Stored data
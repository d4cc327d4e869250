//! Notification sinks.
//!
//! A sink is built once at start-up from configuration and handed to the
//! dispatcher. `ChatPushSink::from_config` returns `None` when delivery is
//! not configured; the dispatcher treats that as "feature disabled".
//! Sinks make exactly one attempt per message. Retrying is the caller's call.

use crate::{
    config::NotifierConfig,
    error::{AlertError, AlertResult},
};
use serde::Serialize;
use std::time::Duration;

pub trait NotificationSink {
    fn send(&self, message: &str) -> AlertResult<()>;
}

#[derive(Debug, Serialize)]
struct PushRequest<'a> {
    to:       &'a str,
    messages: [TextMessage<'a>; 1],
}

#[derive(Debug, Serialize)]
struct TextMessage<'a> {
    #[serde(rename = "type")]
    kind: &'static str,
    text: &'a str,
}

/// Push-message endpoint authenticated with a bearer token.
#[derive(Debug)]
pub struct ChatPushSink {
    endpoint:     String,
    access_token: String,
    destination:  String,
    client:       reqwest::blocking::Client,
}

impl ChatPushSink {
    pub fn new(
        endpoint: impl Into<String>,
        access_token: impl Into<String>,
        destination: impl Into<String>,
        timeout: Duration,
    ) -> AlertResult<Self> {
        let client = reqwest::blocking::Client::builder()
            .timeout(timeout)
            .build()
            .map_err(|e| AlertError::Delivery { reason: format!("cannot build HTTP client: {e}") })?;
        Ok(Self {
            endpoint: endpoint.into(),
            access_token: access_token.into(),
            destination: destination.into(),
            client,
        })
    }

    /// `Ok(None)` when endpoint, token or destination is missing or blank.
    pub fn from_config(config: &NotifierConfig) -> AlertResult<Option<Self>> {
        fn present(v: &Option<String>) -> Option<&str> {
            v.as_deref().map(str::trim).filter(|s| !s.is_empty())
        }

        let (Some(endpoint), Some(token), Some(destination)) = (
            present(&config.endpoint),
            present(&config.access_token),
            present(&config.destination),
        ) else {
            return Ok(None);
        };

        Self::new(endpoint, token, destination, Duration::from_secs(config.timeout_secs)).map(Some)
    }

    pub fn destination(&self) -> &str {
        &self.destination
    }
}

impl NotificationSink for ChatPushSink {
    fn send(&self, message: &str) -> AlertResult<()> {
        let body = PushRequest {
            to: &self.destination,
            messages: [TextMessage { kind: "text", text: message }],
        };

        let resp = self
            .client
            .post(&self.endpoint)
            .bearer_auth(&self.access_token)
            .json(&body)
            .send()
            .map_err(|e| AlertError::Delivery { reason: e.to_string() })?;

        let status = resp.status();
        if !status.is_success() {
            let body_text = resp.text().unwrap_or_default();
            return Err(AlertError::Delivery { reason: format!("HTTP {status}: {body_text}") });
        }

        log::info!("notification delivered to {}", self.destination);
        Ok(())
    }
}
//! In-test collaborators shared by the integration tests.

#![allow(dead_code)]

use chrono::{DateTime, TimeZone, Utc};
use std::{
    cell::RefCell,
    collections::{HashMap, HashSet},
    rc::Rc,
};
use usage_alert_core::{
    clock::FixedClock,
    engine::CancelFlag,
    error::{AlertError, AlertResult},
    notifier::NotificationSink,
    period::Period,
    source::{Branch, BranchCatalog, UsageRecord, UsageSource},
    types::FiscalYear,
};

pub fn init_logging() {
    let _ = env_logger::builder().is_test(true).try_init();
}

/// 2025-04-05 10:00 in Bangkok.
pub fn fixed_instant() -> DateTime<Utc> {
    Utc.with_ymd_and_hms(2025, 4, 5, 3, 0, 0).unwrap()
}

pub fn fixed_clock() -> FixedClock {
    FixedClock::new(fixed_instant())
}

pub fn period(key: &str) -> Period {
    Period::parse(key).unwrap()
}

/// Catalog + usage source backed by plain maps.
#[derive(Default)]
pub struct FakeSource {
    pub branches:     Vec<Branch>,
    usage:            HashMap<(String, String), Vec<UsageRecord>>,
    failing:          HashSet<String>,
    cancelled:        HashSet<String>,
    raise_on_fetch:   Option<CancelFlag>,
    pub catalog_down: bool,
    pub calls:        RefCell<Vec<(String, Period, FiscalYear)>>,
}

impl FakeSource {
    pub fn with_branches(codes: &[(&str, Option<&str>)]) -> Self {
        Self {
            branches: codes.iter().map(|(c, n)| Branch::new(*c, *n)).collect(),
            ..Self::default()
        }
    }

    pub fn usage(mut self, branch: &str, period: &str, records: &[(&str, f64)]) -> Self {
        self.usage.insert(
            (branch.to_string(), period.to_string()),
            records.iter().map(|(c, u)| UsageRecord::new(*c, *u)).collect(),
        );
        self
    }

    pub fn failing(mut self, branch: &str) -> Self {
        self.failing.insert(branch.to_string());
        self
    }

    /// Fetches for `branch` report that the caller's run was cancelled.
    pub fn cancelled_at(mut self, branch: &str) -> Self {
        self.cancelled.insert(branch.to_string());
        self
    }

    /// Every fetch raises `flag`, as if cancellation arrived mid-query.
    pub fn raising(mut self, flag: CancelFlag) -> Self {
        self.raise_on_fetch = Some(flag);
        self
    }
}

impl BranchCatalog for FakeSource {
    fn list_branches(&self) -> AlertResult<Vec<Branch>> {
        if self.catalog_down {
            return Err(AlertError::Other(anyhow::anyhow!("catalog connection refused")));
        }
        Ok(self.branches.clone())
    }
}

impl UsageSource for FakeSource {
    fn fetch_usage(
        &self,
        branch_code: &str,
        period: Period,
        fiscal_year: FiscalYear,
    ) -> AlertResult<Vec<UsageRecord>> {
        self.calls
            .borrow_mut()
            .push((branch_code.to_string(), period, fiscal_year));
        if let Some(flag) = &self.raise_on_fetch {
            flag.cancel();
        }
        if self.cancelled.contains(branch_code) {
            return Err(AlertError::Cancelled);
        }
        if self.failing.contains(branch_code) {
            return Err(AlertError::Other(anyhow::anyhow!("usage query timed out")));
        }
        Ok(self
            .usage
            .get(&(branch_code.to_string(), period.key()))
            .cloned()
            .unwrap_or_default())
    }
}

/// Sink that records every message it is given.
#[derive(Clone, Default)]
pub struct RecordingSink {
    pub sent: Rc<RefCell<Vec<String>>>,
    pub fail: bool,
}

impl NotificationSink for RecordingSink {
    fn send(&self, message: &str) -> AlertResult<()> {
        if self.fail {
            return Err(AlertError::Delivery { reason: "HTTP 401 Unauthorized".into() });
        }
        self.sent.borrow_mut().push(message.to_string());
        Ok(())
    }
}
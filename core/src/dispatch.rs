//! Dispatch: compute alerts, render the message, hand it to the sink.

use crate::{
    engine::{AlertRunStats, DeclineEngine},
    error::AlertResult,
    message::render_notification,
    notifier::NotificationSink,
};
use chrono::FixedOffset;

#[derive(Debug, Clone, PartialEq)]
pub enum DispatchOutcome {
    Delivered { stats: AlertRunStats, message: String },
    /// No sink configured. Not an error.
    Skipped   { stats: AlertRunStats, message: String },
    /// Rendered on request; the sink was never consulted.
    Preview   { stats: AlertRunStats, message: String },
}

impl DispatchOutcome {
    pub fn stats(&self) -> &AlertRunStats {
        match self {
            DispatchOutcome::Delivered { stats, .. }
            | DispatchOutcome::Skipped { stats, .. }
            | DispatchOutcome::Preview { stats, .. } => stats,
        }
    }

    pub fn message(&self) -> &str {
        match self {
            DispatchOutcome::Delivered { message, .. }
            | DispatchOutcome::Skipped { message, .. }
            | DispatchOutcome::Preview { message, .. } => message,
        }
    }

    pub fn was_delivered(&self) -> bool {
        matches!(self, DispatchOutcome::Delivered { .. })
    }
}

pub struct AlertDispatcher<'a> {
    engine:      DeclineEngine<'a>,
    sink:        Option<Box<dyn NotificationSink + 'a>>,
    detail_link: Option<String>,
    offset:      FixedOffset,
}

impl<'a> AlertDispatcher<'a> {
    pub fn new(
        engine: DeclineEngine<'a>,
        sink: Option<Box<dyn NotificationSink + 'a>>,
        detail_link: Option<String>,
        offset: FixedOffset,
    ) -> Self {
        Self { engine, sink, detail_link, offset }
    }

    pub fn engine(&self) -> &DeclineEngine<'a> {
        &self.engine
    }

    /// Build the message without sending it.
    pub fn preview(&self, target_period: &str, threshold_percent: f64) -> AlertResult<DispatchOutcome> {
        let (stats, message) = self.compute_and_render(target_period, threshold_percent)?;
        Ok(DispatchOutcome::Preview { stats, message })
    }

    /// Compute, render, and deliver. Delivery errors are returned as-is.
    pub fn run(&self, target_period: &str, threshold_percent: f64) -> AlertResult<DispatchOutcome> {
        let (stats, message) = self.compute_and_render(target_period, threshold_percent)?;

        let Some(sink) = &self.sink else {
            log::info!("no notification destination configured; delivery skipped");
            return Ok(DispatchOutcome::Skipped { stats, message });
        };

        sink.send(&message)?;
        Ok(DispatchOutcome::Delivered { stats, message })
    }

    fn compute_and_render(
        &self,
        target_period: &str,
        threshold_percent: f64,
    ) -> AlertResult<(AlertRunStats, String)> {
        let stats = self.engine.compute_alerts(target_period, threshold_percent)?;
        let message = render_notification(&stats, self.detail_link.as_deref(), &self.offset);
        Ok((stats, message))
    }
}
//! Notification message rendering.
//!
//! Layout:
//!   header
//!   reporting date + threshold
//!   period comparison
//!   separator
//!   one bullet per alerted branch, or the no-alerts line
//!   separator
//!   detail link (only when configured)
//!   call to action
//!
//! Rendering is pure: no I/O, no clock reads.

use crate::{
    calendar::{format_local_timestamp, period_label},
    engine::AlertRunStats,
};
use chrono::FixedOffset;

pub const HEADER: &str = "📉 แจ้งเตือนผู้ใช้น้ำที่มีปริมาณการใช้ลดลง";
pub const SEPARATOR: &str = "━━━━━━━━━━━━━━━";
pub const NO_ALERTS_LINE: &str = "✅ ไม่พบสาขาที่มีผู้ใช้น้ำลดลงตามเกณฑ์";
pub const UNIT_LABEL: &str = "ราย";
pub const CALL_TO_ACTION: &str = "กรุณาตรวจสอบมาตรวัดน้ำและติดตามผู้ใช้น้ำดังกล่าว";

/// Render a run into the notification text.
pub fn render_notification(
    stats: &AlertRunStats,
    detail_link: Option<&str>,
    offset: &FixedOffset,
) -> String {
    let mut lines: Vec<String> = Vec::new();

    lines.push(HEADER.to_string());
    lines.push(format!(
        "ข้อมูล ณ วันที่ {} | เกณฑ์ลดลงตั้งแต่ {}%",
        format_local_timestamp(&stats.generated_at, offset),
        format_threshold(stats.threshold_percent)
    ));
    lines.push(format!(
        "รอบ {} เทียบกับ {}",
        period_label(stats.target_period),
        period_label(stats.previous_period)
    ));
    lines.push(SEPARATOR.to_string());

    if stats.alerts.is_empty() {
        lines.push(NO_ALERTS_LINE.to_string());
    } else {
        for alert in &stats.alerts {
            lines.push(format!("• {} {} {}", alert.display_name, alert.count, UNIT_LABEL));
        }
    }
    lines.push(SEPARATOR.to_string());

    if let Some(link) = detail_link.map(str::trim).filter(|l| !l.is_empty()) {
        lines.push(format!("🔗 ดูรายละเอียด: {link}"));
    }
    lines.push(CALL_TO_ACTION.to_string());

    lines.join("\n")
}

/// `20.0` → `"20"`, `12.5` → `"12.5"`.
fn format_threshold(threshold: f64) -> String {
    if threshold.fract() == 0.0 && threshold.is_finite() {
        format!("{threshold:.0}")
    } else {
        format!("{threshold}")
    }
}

Brief: Only one number is needed: please count the lines of the entries above in which the string "FiscalYear" occurs.

Task output: 3